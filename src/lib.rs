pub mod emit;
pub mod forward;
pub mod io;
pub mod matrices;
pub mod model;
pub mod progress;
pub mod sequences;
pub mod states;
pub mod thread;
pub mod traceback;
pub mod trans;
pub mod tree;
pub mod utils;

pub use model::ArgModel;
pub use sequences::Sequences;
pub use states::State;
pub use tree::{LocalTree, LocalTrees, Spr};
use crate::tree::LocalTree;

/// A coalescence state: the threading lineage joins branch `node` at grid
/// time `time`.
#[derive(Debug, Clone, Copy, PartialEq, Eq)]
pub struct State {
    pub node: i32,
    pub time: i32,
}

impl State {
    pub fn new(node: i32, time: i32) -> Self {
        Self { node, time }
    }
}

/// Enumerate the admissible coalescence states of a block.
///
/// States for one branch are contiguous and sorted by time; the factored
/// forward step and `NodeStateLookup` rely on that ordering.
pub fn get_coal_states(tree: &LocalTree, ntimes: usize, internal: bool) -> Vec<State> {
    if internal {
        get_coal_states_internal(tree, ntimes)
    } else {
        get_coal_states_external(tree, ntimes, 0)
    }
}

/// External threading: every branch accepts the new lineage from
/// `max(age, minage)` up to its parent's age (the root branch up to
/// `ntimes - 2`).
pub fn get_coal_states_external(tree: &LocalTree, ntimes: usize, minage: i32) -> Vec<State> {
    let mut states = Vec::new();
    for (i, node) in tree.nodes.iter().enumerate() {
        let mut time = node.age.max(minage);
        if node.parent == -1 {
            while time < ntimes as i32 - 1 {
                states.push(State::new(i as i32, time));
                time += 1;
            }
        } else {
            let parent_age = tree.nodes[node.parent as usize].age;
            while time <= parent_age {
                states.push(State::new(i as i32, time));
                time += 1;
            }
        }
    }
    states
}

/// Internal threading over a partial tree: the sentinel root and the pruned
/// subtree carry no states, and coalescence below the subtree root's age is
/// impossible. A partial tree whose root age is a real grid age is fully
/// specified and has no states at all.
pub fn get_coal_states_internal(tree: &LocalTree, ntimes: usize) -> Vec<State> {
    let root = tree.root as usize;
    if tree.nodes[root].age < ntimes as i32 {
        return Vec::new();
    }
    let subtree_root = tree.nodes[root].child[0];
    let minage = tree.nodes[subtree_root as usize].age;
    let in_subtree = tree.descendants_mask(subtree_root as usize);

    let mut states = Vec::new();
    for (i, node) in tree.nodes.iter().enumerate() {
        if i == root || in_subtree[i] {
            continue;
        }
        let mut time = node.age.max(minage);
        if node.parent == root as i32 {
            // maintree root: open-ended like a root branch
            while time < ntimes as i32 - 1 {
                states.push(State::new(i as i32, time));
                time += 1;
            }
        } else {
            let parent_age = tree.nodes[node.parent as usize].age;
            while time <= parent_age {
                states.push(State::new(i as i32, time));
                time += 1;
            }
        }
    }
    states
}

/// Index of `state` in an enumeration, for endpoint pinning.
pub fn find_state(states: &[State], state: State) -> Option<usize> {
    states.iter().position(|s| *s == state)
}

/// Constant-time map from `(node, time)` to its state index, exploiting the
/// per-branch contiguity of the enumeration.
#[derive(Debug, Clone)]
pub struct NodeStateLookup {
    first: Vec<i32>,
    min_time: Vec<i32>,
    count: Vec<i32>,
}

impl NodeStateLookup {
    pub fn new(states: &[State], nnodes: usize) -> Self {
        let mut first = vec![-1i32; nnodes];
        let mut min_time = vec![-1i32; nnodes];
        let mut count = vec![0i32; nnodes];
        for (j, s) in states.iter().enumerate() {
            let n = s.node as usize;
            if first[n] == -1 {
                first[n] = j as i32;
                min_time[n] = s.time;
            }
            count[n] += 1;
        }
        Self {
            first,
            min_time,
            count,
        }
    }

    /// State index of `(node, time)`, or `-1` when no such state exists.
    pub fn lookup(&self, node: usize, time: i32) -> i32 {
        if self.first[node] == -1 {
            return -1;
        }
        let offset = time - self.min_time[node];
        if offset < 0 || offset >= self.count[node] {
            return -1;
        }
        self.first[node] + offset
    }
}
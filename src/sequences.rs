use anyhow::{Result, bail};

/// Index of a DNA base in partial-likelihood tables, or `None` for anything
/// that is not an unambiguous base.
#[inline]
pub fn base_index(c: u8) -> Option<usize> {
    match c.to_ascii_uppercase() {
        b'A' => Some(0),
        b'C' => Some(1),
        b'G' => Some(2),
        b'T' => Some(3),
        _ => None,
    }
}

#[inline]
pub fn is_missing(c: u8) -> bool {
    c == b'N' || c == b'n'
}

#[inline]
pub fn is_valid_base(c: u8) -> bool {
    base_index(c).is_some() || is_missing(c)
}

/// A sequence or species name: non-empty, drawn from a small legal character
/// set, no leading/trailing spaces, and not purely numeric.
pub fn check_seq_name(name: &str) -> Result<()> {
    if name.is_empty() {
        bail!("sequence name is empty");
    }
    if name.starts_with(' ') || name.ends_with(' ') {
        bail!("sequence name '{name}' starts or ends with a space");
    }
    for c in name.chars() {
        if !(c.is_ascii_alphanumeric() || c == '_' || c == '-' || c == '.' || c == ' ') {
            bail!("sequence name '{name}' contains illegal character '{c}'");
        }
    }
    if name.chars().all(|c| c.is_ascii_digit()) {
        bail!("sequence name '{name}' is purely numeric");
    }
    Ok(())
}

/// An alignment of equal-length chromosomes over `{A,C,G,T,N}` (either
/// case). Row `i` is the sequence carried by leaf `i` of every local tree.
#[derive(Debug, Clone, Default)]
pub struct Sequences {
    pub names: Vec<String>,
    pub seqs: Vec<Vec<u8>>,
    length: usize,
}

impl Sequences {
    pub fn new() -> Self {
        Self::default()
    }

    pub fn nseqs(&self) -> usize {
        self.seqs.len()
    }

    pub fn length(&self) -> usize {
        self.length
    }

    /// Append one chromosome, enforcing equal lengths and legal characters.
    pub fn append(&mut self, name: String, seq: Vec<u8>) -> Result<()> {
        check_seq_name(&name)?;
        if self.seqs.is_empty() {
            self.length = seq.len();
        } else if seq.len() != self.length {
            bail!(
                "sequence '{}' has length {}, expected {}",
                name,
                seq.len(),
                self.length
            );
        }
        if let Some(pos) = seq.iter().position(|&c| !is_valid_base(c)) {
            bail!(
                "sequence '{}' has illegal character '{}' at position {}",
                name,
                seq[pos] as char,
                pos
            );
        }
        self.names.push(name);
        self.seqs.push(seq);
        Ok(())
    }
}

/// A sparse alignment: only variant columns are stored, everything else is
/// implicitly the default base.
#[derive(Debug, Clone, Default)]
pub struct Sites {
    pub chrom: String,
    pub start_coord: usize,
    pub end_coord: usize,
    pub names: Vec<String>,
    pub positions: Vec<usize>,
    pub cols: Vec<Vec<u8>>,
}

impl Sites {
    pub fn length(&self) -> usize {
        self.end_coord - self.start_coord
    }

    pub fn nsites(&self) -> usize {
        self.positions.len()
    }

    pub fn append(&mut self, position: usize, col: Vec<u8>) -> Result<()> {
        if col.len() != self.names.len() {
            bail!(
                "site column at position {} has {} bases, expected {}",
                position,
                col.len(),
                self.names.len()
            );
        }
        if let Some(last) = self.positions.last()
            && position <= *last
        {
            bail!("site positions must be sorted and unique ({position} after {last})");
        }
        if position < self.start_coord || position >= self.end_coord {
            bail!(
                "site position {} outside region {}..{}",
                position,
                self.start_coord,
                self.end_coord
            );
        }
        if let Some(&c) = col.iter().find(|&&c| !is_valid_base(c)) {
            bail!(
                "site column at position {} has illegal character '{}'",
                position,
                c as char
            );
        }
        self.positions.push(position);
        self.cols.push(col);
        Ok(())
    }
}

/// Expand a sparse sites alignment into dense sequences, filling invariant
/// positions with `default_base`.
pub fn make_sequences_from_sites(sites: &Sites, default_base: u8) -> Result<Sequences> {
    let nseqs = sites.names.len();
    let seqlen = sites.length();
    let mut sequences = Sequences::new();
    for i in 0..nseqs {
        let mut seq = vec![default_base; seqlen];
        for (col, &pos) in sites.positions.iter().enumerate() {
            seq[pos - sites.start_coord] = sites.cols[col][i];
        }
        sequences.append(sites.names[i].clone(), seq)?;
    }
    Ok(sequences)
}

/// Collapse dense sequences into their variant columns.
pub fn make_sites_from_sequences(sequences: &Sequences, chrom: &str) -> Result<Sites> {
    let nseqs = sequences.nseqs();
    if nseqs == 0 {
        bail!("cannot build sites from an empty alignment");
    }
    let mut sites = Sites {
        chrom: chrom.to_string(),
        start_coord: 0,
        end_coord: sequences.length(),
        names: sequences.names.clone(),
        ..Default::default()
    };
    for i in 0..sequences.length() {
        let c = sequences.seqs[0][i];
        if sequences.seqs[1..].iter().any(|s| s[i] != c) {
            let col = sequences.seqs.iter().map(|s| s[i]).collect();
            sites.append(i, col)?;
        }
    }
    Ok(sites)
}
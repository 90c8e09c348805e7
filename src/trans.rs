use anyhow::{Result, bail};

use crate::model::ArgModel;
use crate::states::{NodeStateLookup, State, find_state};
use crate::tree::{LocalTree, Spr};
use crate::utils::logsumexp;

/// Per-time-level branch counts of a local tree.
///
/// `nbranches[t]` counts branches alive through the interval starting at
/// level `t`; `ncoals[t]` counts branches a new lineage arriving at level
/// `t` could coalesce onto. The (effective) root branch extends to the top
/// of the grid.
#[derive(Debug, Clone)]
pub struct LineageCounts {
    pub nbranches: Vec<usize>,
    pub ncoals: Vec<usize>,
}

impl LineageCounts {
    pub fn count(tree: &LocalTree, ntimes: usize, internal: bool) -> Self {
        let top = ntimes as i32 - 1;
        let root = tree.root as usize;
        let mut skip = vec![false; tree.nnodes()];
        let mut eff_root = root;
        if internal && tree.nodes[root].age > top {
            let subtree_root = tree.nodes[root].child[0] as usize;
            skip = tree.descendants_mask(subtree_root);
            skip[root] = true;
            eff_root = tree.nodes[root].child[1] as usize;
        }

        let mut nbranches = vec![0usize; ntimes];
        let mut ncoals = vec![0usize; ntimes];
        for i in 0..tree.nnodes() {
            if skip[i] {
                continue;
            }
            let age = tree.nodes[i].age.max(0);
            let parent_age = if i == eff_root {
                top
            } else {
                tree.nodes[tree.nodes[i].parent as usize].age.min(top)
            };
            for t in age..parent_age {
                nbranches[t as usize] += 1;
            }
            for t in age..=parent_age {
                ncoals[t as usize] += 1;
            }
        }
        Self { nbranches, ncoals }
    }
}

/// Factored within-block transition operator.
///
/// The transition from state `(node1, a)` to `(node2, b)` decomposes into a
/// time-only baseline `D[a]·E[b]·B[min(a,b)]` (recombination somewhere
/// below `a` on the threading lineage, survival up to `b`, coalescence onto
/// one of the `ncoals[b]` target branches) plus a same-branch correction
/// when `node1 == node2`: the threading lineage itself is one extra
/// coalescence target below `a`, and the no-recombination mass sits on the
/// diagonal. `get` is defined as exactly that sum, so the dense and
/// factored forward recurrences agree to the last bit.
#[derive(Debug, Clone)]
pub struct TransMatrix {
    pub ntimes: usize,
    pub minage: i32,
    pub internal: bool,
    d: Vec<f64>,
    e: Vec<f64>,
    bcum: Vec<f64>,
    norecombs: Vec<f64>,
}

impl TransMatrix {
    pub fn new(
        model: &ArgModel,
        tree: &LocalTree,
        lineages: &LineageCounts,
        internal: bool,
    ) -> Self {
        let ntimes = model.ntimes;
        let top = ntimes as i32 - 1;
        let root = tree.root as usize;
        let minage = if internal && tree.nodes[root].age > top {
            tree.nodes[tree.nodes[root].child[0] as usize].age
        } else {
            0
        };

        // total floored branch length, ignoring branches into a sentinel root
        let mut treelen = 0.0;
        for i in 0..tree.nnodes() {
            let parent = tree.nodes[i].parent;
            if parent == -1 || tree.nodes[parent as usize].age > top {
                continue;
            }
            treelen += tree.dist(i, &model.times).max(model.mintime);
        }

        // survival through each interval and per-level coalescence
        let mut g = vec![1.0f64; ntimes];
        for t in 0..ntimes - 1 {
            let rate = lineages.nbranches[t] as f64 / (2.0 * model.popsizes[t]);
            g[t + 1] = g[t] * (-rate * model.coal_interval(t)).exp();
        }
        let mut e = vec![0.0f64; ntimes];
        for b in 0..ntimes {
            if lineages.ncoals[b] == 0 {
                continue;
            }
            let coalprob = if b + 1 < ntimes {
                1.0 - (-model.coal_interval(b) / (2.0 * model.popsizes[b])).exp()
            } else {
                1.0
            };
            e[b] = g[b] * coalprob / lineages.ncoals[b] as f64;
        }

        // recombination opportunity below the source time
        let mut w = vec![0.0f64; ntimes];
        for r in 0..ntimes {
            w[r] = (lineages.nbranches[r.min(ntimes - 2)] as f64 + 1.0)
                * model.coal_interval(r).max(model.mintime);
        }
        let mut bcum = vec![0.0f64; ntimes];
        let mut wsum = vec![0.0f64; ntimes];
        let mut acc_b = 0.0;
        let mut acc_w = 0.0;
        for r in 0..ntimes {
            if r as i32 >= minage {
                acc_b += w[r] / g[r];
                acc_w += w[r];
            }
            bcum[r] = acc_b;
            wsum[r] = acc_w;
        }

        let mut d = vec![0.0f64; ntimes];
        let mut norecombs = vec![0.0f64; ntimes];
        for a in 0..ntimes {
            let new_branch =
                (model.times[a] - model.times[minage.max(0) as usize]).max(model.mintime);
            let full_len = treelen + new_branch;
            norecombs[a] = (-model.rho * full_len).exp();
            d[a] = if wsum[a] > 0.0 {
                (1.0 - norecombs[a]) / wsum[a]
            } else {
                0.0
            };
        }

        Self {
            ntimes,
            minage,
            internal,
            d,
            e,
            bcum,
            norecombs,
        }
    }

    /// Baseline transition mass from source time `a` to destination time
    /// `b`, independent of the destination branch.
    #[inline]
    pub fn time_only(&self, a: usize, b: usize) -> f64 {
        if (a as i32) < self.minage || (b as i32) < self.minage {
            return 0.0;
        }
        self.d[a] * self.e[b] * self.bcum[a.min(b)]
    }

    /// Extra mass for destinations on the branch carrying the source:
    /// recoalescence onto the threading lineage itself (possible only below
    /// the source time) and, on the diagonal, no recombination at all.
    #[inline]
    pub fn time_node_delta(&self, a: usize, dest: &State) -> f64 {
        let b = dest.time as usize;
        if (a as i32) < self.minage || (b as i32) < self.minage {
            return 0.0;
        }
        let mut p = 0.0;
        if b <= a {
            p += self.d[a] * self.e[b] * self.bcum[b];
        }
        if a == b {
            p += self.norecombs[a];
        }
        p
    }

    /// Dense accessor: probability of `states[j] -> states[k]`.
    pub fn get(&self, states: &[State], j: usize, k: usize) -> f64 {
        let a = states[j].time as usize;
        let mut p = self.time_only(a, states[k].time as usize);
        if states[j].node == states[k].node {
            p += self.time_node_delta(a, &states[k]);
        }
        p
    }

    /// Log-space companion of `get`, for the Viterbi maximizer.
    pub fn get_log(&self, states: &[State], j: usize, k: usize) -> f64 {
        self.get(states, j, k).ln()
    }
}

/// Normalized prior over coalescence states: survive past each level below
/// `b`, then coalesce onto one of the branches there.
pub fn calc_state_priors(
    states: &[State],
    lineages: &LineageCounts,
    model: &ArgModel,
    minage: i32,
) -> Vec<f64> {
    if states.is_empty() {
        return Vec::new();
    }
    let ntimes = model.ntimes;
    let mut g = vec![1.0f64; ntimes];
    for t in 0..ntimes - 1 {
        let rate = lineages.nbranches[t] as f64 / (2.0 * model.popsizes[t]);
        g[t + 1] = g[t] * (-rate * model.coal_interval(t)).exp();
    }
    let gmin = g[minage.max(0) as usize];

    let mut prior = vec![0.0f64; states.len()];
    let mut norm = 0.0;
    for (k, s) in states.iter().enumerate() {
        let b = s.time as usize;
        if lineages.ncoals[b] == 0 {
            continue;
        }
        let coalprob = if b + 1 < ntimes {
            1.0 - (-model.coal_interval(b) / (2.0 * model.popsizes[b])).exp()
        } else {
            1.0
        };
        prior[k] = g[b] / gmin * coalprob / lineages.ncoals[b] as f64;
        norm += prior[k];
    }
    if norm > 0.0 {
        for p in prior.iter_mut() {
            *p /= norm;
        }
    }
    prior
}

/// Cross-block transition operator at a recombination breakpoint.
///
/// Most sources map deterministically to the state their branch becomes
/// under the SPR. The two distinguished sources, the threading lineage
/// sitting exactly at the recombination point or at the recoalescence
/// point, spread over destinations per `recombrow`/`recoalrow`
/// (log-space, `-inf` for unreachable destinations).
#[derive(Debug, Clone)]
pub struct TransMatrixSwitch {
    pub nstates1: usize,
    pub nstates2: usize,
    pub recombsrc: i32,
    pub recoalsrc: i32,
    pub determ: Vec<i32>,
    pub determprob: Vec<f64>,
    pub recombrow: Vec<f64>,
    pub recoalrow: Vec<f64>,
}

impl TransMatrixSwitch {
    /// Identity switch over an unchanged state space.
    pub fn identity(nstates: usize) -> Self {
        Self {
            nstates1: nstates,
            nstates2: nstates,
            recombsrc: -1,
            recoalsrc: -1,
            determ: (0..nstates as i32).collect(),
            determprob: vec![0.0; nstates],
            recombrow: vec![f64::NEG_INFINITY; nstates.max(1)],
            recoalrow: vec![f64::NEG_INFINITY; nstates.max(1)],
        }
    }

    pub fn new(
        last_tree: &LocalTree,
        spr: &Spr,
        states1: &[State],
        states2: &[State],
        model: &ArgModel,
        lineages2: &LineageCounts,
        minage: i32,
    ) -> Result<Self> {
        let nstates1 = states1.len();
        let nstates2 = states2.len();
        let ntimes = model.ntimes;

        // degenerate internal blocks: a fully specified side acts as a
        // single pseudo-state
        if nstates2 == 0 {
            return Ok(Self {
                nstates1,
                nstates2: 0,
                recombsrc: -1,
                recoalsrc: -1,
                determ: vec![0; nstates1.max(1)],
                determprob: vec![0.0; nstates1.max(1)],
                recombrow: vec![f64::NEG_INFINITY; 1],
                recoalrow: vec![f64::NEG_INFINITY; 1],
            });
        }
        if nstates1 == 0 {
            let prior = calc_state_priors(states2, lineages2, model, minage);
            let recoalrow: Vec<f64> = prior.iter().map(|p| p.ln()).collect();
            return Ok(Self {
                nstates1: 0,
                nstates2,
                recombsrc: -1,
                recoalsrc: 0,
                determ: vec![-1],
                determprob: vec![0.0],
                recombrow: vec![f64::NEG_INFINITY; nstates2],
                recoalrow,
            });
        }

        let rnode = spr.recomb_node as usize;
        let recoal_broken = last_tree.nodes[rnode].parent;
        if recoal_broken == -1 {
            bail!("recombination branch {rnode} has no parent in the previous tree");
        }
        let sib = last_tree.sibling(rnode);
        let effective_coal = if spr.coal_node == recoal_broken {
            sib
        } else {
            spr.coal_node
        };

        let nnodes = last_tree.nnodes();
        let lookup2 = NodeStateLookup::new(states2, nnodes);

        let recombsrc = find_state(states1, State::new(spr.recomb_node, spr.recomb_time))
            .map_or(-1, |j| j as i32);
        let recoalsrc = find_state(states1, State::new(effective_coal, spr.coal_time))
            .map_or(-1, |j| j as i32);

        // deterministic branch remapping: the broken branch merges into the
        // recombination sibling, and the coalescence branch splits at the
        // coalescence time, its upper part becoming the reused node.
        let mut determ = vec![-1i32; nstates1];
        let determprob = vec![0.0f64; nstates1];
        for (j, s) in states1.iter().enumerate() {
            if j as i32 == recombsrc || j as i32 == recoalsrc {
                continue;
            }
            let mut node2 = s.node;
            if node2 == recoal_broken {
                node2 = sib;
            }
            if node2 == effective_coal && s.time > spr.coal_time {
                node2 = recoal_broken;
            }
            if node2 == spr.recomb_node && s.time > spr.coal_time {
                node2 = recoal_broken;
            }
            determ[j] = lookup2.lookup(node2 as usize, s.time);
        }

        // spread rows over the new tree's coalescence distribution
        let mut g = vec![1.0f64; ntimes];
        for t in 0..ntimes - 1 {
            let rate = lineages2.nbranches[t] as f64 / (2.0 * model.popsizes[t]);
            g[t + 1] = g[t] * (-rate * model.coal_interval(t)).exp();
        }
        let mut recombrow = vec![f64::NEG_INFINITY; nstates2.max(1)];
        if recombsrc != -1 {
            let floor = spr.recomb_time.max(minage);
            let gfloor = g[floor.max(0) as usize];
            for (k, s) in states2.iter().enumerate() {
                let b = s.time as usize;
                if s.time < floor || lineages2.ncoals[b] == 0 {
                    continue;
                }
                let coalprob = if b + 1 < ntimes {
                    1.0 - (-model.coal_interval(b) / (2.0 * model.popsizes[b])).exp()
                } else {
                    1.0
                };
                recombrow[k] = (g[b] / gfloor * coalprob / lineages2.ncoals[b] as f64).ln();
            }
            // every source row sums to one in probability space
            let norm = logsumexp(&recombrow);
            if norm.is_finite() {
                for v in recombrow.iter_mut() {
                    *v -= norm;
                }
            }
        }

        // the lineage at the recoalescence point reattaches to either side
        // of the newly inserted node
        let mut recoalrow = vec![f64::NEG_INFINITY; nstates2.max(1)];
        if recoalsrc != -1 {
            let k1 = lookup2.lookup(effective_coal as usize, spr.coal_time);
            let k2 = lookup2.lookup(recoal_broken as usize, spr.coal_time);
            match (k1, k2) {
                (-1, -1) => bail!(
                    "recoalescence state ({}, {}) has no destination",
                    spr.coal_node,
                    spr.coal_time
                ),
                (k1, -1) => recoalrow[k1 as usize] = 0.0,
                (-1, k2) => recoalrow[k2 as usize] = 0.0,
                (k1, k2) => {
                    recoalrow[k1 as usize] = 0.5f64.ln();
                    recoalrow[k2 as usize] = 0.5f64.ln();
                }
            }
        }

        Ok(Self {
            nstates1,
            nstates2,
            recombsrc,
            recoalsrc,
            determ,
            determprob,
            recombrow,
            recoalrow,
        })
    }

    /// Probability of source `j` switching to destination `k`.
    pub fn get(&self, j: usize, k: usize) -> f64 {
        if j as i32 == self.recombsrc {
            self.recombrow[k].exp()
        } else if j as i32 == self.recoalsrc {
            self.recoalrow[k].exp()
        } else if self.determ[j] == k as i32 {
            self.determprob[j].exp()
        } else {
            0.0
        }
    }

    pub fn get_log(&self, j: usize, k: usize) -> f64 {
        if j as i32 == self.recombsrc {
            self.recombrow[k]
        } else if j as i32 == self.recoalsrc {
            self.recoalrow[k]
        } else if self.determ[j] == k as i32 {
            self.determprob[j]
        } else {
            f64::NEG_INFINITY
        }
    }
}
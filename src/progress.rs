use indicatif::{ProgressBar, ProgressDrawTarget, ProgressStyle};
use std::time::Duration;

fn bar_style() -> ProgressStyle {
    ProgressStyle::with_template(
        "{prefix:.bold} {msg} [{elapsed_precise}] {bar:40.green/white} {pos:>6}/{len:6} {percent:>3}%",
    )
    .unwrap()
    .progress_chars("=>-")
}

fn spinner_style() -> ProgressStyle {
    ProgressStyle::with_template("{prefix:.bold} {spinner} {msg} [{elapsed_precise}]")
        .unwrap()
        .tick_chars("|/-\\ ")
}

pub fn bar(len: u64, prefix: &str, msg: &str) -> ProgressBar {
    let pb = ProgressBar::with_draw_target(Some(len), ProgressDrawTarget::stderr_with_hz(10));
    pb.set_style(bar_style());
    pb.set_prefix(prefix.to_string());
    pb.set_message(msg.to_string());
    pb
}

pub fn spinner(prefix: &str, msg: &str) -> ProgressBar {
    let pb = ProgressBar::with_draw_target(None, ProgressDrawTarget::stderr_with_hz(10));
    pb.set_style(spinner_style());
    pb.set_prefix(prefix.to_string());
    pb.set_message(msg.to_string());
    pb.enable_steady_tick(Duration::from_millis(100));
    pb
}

• Work to complete
For the string "seqlen", state how many lines in the listing contain it, and give no other words.

• Solution for this task
2